Given that 2020 has put a grinding halt to fashion’s mercurial ups and downs, it’s never been more important for independent designers to be able to make clothes with their own hands. Factories have been closed, stores have been shuttered, and teams of seamstresses and artisans have been locked down at home. Give a designer a pair of fishnet tights, you know what happens …. Teach a designer how to make a pair of fishnets! Therein lies the solution. Rory Parnell-Mooney is one of those rare few who can rustle up a pair of lace-up trousers or an oversized suit with his own hands. During lockdown, the Central Saint Martins alumnus has been quietly working away in his studio in Stratford, creating pieces that both reiterate motifs from his previous collections and offer up something new. He was meant to present his SS21 collection in June, but the world was in the midst of a pandemic — so instead, he photographed his collection on himself, in his studio, and presented it to the world as organically and instinctually as he made the collection.
“I had a realisation that the rules that I think need to exist in making clothes only exist because that’s what I was taught,” Rory says of what he learnt this strange, strange year. “It’s nice to be by yourself, working in a studio where I can write the rules. You feel less connected to the industry.” That said, the Irish designer has successfully avoided the trappings of the fashion system since graduating from Fashion East four years ago, instead making collections at his own pace and selling the majority of his designs via DMs on Instagram. “If you’re expected to do a show every six months, there is this time pressure,” he points out. “You can’t just do something and see if it makes sense. You can’t just make a cheetah print corset because you think, ‘Oh no, that won’t sell’.” So instead he gave himself freedom, and yes, he made a cheetah-print corset — upcycled from scraps nonetheless.

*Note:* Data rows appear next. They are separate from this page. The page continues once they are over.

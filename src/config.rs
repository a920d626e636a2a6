//! Component settings.
//!
//! Settings arrive from the host as a loose JSON object. Only the options a
//! component knows about are read; anything else in the object is ignored,
//! and a missing or empty object leaves every option at its default.

use std::env;

use serde::{Deserialize, Serialize};
use serde_json::Value;

use crate::error::{Error, Result};

/// Environment variable consulted by [`DataSourceConfig::from_env`].
pub const BASE_URL_ENV: &str = "JSON_API_BASE_URL";

/// Options for the request-data merger.
///
/// # Examples
///
/// ```
/// use json_api_plugins::RequestDataConfig;
/// use serde_json::json;
///
/// let config = RequestDataConfig::from_settings(&json!({"form": true, "colour": "red"})).unwrap();
/// assert!(config.form);
/// assert_eq!(config.key, "requestData");
/// ```
#[derive(Debug, Clone, PartialEq, Eq, Serialize, Deserialize)]
#[serde(default)]
pub struct RequestDataConfig {
    /// Request slot the merged map is stored under
    pub key: String,
    /// Include route (named) parameters
    pub named: bool,
    /// Include query-string parameters
    pub query: bool,
    /// Include form body parameters
    pub form: bool,
}

impl Default for RequestDataConfig {
    fn default() -> Self {
        Self {
            key: "requestData".to_string(),
            named: true,
            query: true,
            form: false,
        }
    }
}

impl RequestDataConfig {
    /// Builds a config from a host settings object.
    ///
    /// # Errors
    ///
    /// Returns `Error::InvalidConfig` when a known option has the wrong type
    /// (e.g. `"named": "yes"`).
    pub fn from_settings(settings: &Value) -> Result<Self> {
        from_settings(settings)
    }
}

/// Options for the remote JSON API data source.
#[derive(Debug, Clone, Default, PartialEq, Eq, Serialize, Deserialize)]
#[serde(default)]
pub struct DataSourceConfig {
    /// Root URL of the remote API
    pub base_url: String,
}

impl DataSourceConfig {
    /// Creates a config for the given base URL.
    pub fn new(base_url: impl Into<String>) -> Self {
        Self {
            base_url: base_url.into(),
        }
    }

    /// Builds a config from a host settings object.
    ///
    /// # Errors
    ///
    /// Returns `Error::InvalidConfig` when `base_url` is not a string.
    pub fn from_settings(settings: &Value) -> Result<Self> {
        from_settings(settings)
    }

    /// Reads the base URL from the `JSON_API_BASE_URL` environment variable.
    ///
    /// # Errors
    ///
    /// Returns `Error::InvalidConfig` when the variable is unset or not
    /// valid unicode.
    pub fn from_env() -> Result<Self> {
        env::var(BASE_URL_ENV)
            .map(Self::new)
            .map_err(|e| Error::InvalidConfig(format!("{BASE_URL_ENV}: {e}")))
    }
}

fn from_settings<T>(settings: &Value) -> Result<T>
where
    T: for<'de> Deserialize<'de> + Default,
{
    match settings {
        Value::Object(map) if !map.is_empty() => {
            serde_json::from_value(settings.clone()).map_err(|e| Error::InvalidConfig(e.to_string()))
        }
        _ => Ok(T::default()),
    }
}

#[cfg(test)]
mod tests {
    use serde_json::json;

    use super::*;

    #[test]
    fn request_data_defaults() {
        let config = RequestDataConfig::default();
        assert_eq!(config.key, "requestData");
        assert!(config.named);
        assert!(config.query);
        assert!(!config.form);
    }

    #[test]
    fn empty_or_non_object_settings_keep_defaults() {
        assert_eq!(
            RequestDataConfig::from_settings(&json!({})).unwrap(),
            RequestDataConfig::default()
        );
        assert_eq!(
            RequestDataConfig::from_settings(&json!(null)).unwrap(),
            RequestDataConfig::default()
        );
        assert_eq!(
            RequestDataConfig::from_settings(&json!(["form"])).unwrap(),
            RequestDataConfig::default()
        );
    }

    #[test]
    fn known_options_override_defaults_and_unknown_are_ignored() {
        let config =
            RequestDataConfig::from_settings(&json!({"key": "input", "query": false, "extra": 1}))
                .unwrap();
        assert_eq!(config.key, "input");
        assert!(!config.query);
        assert!(config.named);
    }

    #[test]
    fn mistyped_option_is_a_config_error() {
        let err = RequestDataConfig::from_settings(&json!({"named": "yes"})).unwrap_err();
        assert!(matches!(err, Error::InvalidConfig(_)));
    }

    #[test]
    fn data_source_from_settings() {
        let config =
            DataSourceConfig::from_settings(&json!({"base_url": "https://api.example.com"}))
                .unwrap();
        assert_eq!(config.base_url, "https://api.example.com");
    }
}
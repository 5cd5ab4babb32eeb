//! notemirror Sync - One-way reconciliation engine
//!
//! Provides:
//! - The [`engine::Reconciler`], which converges a remote folder onto a local directory
//! - Mutual exclusion of sync passes with a busy/idle status signal
//! - A local directory enumerator backed by `tokio::fs`
//! - A periodic runner for timer-triggered syncs
//!
//! ## Modules
//!
//! - [`engine`] - Reconciler, sync lock and upsert/delete application
//! - [`filesystem`] - Local directory adapter (extension filter, file reads)
//! - [`scheduler`] - Interval-driven sync loop with graceful shutdown

pub mod engine;
pub mod filesystem;
pub mod scheduler;

pub use engine::{Reconciler, ReconcilerSettings, SyncLock};
pub use filesystem::LocalDirectoryAdapter;
pub use scheduler::PeriodicSync;
//! Service credentials
//!
//! [`Credentials`] is produced by an `ICredentialProvider` at the start of
//! every sync and handed to the authorizer. It is never persisted by the
//! engine and never printed: the `Debug` impl redacts the private key.

use std::fmt;

use super::newtypes::FolderId;

/// Service identity, signing key and target folder for one sync
#[derive(Clone, PartialEq, Eq)]
pub struct Credentials {
    /// Service account identity (e.g. `svc@project.iam.gserviceaccount.com`)
    pub client_identity: String,
    /// PEM-encoded RSA private key used to sign token assertions
    pub private_key: String,
    /// Remote folder that mirrors the local directory
    pub target_folder: FolderId,
}

impl Credentials {
    pub fn new(
        client_identity: impl Into<String>,
        private_key: impl Into<String>,
        target_folder: FolderId,
    ) -> Self {
        Self {
            client_identity: client_identity.into(),
            private_key: private_key.into(),
            target_folder,
        }
    }
}

impl fmt::Debug for Credentials {
    fn fmt(&self, f: &mut fmt::Formatter<'_>) -> fmt::Result {
        f.debug_struct("Credentials")
            .field("client_identity", &self.client_identity)
            .field("private_key", &"<redacted>")
            .field("target_folder", &self.target_folder)
            .finish()
    }
}
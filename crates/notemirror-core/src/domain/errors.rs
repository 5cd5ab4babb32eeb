//! Domain error types
//!
//! This module defines the validation errors raised by domain newtypes and
//! the typed failure modes of every port. Adapters attach the underlying
//! cause as an [`anyhow::Error`] so the full chain reaches the log.

use std::path::PathBuf;

use thiserror::Error;

/// Errors that can occur in domain operations
#[derive(Debug, Error, Clone, PartialEq, Eq)]
pub enum DomainError {
    /// Invalid remote object ID format
    #[error("Invalid remote ID: {0}")]
    InvalidRemoteId(String),

    /// Invalid remote folder ID format
    #[error("Invalid folder ID: {0}")]
    InvalidFolderId(String),

    /// Invalid file extension filter
    #[error("Invalid extension: {0}")]
    InvalidExtension(String),

    /// Generic validation failure
    #[error("Validation failed: {0}")]
    ValidationFailed(String),
}

/// Failures of the credential provider or the authorizer
#[derive(Debug, Error)]
pub enum AuthError {
    /// The credential provider could not produce credentials
    #[error("Credentials unavailable: {0:#}")]
    CredentialsUnavailable(#[source] anyhow::Error),

    /// The credentials are syntactically unusable (empty identity, bad key)
    #[error("Malformed credentials: {0}")]
    MalformedCredentials(String),

    /// The token endpoint refused the exchange or could not be reached
    #[error("Token exchange rejected: {0:#}")]
    ExchangeRejected(#[source] anyhow::Error),
}

/// Failures of the local enumerator
#[derive(Debug, Error)]
pub enum LocalError {
    /// The directory does not exist or cannot be listed
    #[error("Directory unreadable: {}: {source}", path.display())]
    DirectoryUnreadable {
        path: PathBuf,
        #[source]
        source: std::io::Error,
    },

    /// A file selected for upload could not be read
    #[error("Failed to read local file: {}: {source}", path.display())]
    LocalReadFailed {
        path: PathBuf,
        #[source]
        source: std::io::Error,
    },
}

/// Failures of the remote store client
#[derive(Debug, Error)]
pub enum StoreError {
    /// Paginated listing of a folder failed
    #[error("Failed to list remote folder {folder}: {cause:#}")]
    RemoteListFailed {
        folder: String,
        #[source]
        cause: anyhow::Error,
    },

    /// Looking up an object by name failed
    #[error("Failed to look up remote object {name}: {cause:#}")]
    RemoteLookupFailed {
        name: String,
        #[source]
        cause: anyhow::Error,
    },

    /// Creating or updating an object failed
    #[error("Failed to write remote object {name}: {cause:#}")]
    RemoteWriteFailed {
        name: String,
        #[source]
        cause: anyhow::Error,
    },

    /// Deleting an object failed
    #[error("Failed to delete remote object {id}: {cause:#}")]
    RemoteDeleteFailed {
        id: String,
        #[source]
        cause: anyhow::Error,
    },
}

/// Failure of the concurrent enumeration stage
#[derive(Debug, Error)]
pub enum EnumerationError {
    #[error(transparent)]
    Local(#[from] LocalError),

    #[error(transparent)]
    Remote(#[from] StoreError),
}

/// Failure of a single file's upsert
#[derive(Debug, Error)]
pub enum UpsertError {
    #[error("lookup failed: {0}")]
    Lookup(#[source] StoreError),

    #[error("read failed: {0}")]
    Read(#[source] LocalError),

    #[error("write failed: {0}")]
    Write(#[source] StoreError),
}
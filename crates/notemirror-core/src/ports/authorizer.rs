//! Authorizer port
//!
//! Turns [`Credentials`] into a remote store client that carries a valid
//! access token.

use std::sync::Arc;

use crate::domain::credentials::Credentials;
use crate::domain::errors::AuthError;
use crate::ports::remote_store::IRemoteStore;

/// Port trait for obtaining an authorized remote store
#[async_trait::async_trait]
pub trait IAuthorizer: Send + Sync {
    /// Exchanges `credentials` for an authorized store client
    ///
    /// # Errors
    /// - [`AuthError::MalformedCredentials`] if the identity or key is unusable
    /// - [`AuthError::ExchangeRejected`] if the token endpoint refuses or fails
    async fn authorize(&self, credentials: &Credentials)
        -> Result<Arc<dyn IRemoteStore>, AuthError>;
}
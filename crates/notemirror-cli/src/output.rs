use std::path::PathBuf;

/// Output format selector
#[derive(Debug, Clone, Copy, PartialEq)]
pub enum OutputFormat {
    Human,
    Json,
}

/// Global output settings shared by every command
#[derive(Debug, Clone)]
pub struct OutputOptions {
    pub format: OutputFormat,
    pub quiet: bool,
    /// Resolved configuration file (`--config` or the default location)
    pub config_path: PathBuf,
}

impl OutputOptions {
    pub fn is_json(&self) -> bool {
        self.format == OutputFormat::Json
    }

    pub fn formatter(&self) -> Box<dyn OutputFormatter> {
        get_formatter(self.is_json(), self.quiet)
    }
}

/// Trait for formatting CLI output
pub trait OutputFormatter {
    fn success(&self, message: &str);
    fn error(&self, message: &str);
    fn warn(&self, message: &str);
    fn info(&self, message: &str);
    fn print_json(&self, value: &serde_json::Value);
}

/// Human-readable output formatter with checkmarks and indentation
pub struct HumanFormatter {
    quiet: bool,
}

impl OutputFormatter for HumanFormatter {
    fn success(&self, message: &str) {
        println!("\u{2713} {}", message);
    }
    fn error(&self, message: &str) {
        eprintln!("\u{2717} Error: {}", message);
    }
    fn warn(&self, message: &str) {
        eprintln!("\u{26a0} Warning: {}", message);
    }
    fn info(&self, message: &str) {
        if !self.quiet {
            println!("  {}", message);
        }
    }
    fn print_json(&self, _value: &serde_json::Value) {
        // Human formatter doesn't print JSON
    }
}

/// JSON output formatter
pub struct JsonFormatter;

impl OutputFormatter for JsonFormatter {
    fn success(&self, message: &str) {
        println!(
            "{}",
            serde_json::json!({"success": true, "message": message})
        );
    }
    fn error(&self, message: &str) {
        eprintln!(
            "{}",
            serde_json::json!({"success": false, "error": message})
        );
    }
    fn warn(&self, message: &str) {
        eprintln!(
            "{}",
            serde_json::json!({"level": "warning", "message": message})
        );
    }
    fn info(&self, _message: &str) {}
    fn print_json(&self, value: &serde_json::Value) {
        println!(
            "{}",
            serde_json::to_string_pretty(value).unwrap_or_default()
        );
    }
}

pub fn get_formatter(json: bool, quiet: bool) -> Box<dyn OutputFormatter> {
    if json {
        Box::new(JsonFormatter)
    } else {
        Box::new(HumanFormatter { quiet })
    }
}
//! notemirror Drive - Google Drive v3 adapter
//!
//! Provides async adapters for:
//! - Service-account authorization (RS256 JWT bearer grant)
//! - Folder-scoped file operations via the Drive v3 REST API
//! - Secure storage of the service-account private key in the OS keyring
//!
//! ## Modules
//!
//! - [`auth`] - Assertion signing, token exchange and the [`auth::DriveAuthorizer`]
//! - [`client`] - Authenticated HTTP client and status classification
//! - [`files`] - Drive v3 list / find / create / update / delete calls
//! - [`keyring_store`] - Keyring-backed key storage and credential provider
//! - [`provider`] - [`provider::DriveRemoteStore`], the `IRemoteStore` implementation

pub mod auth;
pub mod client;
pub mod files;
pub mod keyring_store;
pub mod provider;

use thiserror::Error;

/// Errors that can occur when communicating with the Drive API
#[derive(Debug, Error)]
pub enum DriveError {
    /// The access token was rejected
    #[error("Unauthorized: {0}")]
    Unauthorized(String),

    /// Insufficient permissions for the requested operation
    #[error("Forbidden: {0}")]
    Forbidden(String),

    /// The requested resource does not exist
    #[error("Not found: {0}")]
    NotFound(String),

    /// Rate limit exceeded
    #[error("Too many requests: {0}")]
    TooManyRequests(String),

    /// A server-side error occurred (5xx)
    #[error("Server error ({status}): {message}")]
    ServerError { status: u16, message: String },

    /// Any other non-success status
    #[error("Unexpected status {status}: {message}")]
    UnexpectedStatus { status: u16, message: String },

    /// A network-level error occurred (including timeouts)
    #[error("Network error: {0}")]
    NetworkError(#[from] reqwest::Error),

    /// The API response could not be parsed or was malformed
    #[error("Invalid response: {0}")]
    InvalidResponse(String),
}
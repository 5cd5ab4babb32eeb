//! notemirror Core - Domain logic and port definitions
//!
//! This crate contains the hexagonal architecture core with:
//! - **Domain types** - `Credentials`, `LocalFileSet`, `RemoteFileIndex`, `SyncPlan`, `SyncOutcome`
//! - **Port definitions** - Traits for adapters: `IRemoteStore`, `IAuthorizer`,
//!   `ILocalEnumerator`, `ICredentialProvider`
//! - **Configuration** - The YAML settings file shared by the CLI and the engine
//!
//! # Architecture
//!
//! The domain module is pure: computing a [`domain::SyncPlan`] performs no I/O.
//! Ports define the trait interfaces that adapter crates implement, and the
//! reconciler in `notemirror-sync` orchestrates them.

pub mod config;
pub mod domain;
pub mod ports;
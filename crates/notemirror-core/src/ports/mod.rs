//! Port definitions (hexagonal architecture interfaces)
//!
//! This module defines the port traits that form the boundaries of the
//! hexagonal architecture. The reconciler depends only on these traits;
//! their implementations live in adapter crates.
//!
//! ## Ports Overview
//!
//! - [`IRemoteStore`] - Folder-scoped object operations on the remote store
//! - [`IAuthorizer`] - Exchanges credentials for an authorized remote store
//! - [`ILocalEnumerator`] - Lists and reads synchronizable local files
//! - [`ICredentialProvider`] - Yields the credentials for one sync

pub mod authorizer;
pub mod credential_provider;
pub mod local_enumerator;
pub mod remote_store;

pub use authorizer::IAuthorizer;
pub use credential_provider::{ICredentialProvider, StaticCredentials};
pub use local_enumerator::ILocalEnumerator;
pub use remote_store::IRemoteStore;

His latest collection is an ode to the ostensibly bygone days of nightclubbing, infused by the Baroque-flavoured “dragnet” of everything he’s been watching and listening to during lockdown: Céline Sciamma’s Portrait of a Lady on Fire, the operatic punk of Nina Hagen and Klaus Nomi, Handel, Purcell, Monteverdi; the chaos of Berlin nightlife and the serenity of opera and ballet; Daniela Vega singing ombra mai fu in the final scene of A Fantastic Woman. There are vinyl trousers with rhizomatic lace-up corsetry, slinky tie-dye tops and vests with sculptural cut-outs, boxy jackets and tailoring with discreetly trailing bows. It taps into the nostalgia of the days when we could all be socially-intimate on a dancefloor, glistening with sweat, combined with the (quite literally) straight-laced poise and rigidity of eighteen-century formality.
The result is a fresh take on fetish and froufrou. More than a few pieces have a touch of Carrie Bradshaw goes to Berghain: lace-up cheetah pumps with strappy ribbon laces; a ruffled cornflower satin peplum worn over black vinyl trousers; tie-dye denim that could double up as cowhide print; chiffon gloves paired with sculptural peekaboo wifebeater vests. Kinky, yes — but beautiful, too. Rory borrows from the rich history of queer culture, which itself has risen to the forefront of menswear in recent years. As a new generation designers delve into the history of these subcultures, riffing on tribal dress codes and re-contextualising clothes that queer people themselves have re-appropriated from macho tropes (lumberjack shirts, leather chaps, wife-beater vests) — more often than not, it can reaffirm the tribalism that is still very much delineates the contemporary queer landscape, be that a ‘twinky’ aesthetic (and body type), a hardcore Berliner uniform (pleather, baseball caps, sportswear), Tom of Finland leather daddies, or the kitsch and camp of drag performers (feathers, sequins et al). Rory’s collection seems to offer something for everyone, the lines of those tribes purposefully blurred — clothes that teeter between ‘femme’ and ‘masc’, day and night, sporty and opulent. It helps that he photographed the collection on himself (baseball cap, combat boots and iPhone in tow) — it feels more ‘real’ than if it was shot on a model with a Giacometti silhouette and sangfroid gaze.
“We look at it with a nostalgia to be played with,” he says of his canon of queer references and leitmotifs. “We as younger queer people get to play with it a bit more and use it as a performance of identity because we didn’t grow up with it. In the ‘70s, you were a leather daddy and that was it. Now it’s like those people opened doors for us to play with that. On a Tuesday night, I’ll wear leather trousers — and maybe the next day, I’ll want to wear moiré and couture feathers.” Ironically, it’s a no-frills approach to making great (sometimes frilly) clothes. And there isn’t a scrap of cashmere or a tracksuit in sight.